Task description:
Wherever a line in the records below contains "Some", copy that line.

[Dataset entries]

● ● ● ● ● ● ●

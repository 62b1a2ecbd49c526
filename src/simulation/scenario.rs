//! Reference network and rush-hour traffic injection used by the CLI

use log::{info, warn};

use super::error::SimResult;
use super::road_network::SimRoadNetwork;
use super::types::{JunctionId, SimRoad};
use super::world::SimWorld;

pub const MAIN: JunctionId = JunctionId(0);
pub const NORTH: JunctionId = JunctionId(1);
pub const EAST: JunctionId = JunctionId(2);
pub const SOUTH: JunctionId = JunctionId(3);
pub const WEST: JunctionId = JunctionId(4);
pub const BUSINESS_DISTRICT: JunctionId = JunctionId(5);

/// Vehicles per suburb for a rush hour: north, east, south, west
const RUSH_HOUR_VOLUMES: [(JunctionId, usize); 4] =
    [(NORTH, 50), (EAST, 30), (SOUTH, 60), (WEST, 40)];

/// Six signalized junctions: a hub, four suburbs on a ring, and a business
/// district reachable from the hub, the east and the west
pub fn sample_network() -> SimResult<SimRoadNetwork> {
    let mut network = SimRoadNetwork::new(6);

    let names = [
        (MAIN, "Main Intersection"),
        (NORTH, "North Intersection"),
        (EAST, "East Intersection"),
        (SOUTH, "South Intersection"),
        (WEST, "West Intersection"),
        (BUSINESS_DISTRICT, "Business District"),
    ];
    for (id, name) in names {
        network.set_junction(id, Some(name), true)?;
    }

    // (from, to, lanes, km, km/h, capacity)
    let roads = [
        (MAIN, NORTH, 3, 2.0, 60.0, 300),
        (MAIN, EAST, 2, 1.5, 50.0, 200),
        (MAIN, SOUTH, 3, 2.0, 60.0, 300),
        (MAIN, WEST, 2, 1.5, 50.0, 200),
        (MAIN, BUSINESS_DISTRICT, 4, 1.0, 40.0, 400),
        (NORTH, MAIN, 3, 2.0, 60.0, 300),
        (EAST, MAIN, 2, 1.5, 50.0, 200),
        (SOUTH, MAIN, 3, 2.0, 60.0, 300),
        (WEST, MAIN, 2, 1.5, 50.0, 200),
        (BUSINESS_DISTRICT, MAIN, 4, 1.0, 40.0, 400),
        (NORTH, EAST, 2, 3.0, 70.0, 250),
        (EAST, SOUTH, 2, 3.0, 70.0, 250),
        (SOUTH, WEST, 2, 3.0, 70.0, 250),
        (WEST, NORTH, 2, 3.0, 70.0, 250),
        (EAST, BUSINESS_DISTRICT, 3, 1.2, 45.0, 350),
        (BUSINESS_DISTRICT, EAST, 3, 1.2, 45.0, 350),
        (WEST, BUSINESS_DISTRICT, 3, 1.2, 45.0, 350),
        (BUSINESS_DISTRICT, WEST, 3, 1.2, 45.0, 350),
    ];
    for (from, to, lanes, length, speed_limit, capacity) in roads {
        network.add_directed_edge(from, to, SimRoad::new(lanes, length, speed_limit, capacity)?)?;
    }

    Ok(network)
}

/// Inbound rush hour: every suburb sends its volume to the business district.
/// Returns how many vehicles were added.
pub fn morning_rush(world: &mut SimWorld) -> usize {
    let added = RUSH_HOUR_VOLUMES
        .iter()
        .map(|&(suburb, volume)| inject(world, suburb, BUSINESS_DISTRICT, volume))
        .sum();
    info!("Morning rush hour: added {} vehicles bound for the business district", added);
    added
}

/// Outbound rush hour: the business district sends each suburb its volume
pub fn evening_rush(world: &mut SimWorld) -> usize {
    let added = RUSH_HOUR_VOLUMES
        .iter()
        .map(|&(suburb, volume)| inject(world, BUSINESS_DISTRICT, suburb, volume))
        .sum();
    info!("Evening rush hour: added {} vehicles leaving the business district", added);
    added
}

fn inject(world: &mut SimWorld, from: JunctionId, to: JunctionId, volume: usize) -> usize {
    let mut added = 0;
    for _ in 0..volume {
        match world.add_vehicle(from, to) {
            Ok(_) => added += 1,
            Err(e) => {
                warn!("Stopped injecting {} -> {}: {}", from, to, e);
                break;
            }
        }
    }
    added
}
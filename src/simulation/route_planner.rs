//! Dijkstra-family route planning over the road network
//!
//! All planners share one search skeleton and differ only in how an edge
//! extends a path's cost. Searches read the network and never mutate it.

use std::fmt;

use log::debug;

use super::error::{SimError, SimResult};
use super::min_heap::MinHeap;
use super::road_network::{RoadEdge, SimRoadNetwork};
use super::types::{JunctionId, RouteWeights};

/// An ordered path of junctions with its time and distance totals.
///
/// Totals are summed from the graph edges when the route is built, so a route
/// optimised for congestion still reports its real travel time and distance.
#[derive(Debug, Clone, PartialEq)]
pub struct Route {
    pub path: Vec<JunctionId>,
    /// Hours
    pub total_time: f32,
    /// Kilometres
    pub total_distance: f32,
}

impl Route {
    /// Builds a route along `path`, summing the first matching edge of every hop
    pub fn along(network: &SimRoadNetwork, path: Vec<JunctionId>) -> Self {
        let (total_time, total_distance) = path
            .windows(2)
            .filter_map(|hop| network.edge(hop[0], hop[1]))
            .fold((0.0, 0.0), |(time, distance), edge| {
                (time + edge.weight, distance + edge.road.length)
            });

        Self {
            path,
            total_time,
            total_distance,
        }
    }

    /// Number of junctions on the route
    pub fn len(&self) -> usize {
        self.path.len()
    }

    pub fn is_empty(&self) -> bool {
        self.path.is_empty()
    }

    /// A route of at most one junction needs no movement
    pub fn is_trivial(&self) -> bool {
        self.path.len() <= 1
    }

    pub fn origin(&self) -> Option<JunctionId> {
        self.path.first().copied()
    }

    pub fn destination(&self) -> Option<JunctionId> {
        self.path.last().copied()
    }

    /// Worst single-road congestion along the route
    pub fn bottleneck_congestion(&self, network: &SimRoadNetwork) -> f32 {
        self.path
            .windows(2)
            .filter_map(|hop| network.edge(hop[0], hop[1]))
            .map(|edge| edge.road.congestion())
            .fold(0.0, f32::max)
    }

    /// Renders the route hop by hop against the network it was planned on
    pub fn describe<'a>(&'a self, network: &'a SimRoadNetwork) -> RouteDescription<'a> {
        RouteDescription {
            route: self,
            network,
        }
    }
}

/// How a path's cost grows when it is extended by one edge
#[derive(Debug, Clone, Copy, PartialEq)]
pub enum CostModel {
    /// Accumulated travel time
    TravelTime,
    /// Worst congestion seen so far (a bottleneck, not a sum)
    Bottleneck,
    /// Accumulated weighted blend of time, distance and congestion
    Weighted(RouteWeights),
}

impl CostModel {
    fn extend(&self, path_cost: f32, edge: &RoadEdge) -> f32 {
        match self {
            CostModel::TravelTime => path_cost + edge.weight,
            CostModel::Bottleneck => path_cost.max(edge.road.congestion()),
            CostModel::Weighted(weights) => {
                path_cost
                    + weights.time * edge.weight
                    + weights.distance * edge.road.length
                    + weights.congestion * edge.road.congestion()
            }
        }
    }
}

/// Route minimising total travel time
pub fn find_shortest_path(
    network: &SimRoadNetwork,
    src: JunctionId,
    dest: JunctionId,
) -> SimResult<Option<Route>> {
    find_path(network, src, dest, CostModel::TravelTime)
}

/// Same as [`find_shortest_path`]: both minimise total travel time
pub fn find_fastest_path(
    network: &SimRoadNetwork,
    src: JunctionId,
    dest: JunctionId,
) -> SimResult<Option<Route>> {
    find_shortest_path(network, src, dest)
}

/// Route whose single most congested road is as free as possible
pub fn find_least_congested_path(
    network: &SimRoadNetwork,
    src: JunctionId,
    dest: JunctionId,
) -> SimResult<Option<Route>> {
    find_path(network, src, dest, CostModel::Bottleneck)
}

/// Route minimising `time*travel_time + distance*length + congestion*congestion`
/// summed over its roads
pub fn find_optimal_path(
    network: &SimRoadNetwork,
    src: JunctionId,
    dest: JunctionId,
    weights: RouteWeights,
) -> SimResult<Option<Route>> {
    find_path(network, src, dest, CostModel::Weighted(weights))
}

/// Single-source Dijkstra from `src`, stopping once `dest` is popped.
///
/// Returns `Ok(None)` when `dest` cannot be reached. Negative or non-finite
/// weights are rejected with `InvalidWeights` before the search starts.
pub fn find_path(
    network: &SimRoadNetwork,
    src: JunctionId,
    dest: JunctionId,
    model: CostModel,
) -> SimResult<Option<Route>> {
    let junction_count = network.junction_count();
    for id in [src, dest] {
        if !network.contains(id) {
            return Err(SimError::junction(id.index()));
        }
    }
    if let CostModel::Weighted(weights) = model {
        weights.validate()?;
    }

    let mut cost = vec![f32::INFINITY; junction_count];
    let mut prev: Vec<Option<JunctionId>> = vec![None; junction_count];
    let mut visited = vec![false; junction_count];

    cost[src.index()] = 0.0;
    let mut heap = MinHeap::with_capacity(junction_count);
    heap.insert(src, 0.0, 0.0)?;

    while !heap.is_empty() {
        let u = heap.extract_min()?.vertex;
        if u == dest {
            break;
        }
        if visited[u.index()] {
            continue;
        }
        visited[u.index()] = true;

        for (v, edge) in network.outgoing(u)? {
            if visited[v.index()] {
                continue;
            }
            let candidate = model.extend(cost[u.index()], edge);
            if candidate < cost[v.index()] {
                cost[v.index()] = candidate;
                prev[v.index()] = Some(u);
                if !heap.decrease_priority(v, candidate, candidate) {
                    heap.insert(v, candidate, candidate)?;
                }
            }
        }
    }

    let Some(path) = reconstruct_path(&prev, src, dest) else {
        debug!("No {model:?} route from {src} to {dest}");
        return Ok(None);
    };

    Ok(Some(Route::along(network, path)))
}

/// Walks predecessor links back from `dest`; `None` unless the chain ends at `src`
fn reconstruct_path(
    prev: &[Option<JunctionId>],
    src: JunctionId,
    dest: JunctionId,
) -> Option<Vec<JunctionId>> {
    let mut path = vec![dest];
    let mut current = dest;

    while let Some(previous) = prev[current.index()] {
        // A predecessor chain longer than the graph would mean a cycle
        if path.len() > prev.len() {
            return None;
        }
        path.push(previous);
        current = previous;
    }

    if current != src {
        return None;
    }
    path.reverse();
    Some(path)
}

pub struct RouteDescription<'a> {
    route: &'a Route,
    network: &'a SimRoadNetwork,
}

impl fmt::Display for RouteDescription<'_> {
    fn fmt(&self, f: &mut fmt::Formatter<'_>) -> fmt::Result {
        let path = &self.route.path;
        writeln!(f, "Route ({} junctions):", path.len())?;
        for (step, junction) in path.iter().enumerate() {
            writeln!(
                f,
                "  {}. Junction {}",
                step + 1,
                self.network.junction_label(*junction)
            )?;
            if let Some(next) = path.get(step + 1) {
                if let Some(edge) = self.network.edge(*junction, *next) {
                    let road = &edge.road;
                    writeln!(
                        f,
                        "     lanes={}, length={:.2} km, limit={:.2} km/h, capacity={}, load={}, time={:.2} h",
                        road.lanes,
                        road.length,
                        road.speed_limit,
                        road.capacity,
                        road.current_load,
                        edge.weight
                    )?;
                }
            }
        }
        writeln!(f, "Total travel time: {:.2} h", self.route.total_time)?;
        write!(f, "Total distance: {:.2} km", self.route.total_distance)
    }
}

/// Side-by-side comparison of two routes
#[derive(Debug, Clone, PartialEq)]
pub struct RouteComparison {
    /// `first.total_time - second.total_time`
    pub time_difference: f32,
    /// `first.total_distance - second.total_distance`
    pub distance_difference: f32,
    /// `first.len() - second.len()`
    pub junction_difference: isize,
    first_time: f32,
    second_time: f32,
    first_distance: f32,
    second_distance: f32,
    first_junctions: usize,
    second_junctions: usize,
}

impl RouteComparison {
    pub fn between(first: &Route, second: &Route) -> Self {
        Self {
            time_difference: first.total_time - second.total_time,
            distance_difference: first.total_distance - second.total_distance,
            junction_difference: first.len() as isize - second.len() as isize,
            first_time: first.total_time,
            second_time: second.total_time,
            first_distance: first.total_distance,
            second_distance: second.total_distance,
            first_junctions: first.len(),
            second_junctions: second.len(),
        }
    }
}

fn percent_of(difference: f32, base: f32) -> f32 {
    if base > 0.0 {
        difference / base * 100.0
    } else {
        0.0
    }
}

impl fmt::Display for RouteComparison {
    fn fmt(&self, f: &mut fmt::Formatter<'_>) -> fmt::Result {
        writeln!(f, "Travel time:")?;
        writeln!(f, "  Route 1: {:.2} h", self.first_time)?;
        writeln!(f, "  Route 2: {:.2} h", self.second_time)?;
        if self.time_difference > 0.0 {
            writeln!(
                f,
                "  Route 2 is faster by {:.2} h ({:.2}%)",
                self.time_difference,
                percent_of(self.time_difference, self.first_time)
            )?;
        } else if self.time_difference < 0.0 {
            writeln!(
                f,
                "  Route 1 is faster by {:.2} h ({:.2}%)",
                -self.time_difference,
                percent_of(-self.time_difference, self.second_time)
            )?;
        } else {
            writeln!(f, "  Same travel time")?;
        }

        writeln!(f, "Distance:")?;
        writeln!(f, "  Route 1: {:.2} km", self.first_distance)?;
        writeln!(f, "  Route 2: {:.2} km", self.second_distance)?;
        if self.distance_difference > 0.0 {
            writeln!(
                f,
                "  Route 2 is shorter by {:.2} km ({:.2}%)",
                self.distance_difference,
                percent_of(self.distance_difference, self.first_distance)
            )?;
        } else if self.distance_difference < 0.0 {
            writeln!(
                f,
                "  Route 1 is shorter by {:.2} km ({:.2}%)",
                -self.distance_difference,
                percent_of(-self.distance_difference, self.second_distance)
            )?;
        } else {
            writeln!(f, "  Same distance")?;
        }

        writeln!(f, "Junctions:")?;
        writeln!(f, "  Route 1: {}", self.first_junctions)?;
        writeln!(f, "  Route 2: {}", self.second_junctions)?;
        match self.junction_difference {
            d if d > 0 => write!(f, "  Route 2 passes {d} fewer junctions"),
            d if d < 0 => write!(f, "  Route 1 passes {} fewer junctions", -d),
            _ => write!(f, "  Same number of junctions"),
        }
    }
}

● ● ● ● ● ● ●

Exercise solution:
        network.set_junction(id, Some(name), true)?;
                prev[v.index()] = Some(u);
    let Some(path) = reconstruct_path(&prev, src, dest) else {
    Ok(Some(Route::along(network, path)))
    while let Some(previous) = prev[current.index()] {
    Some(path)
            if let Some(next) = path.get(step + 1) {
                if let Some(edge) = self.network.edge(*junction, *next) {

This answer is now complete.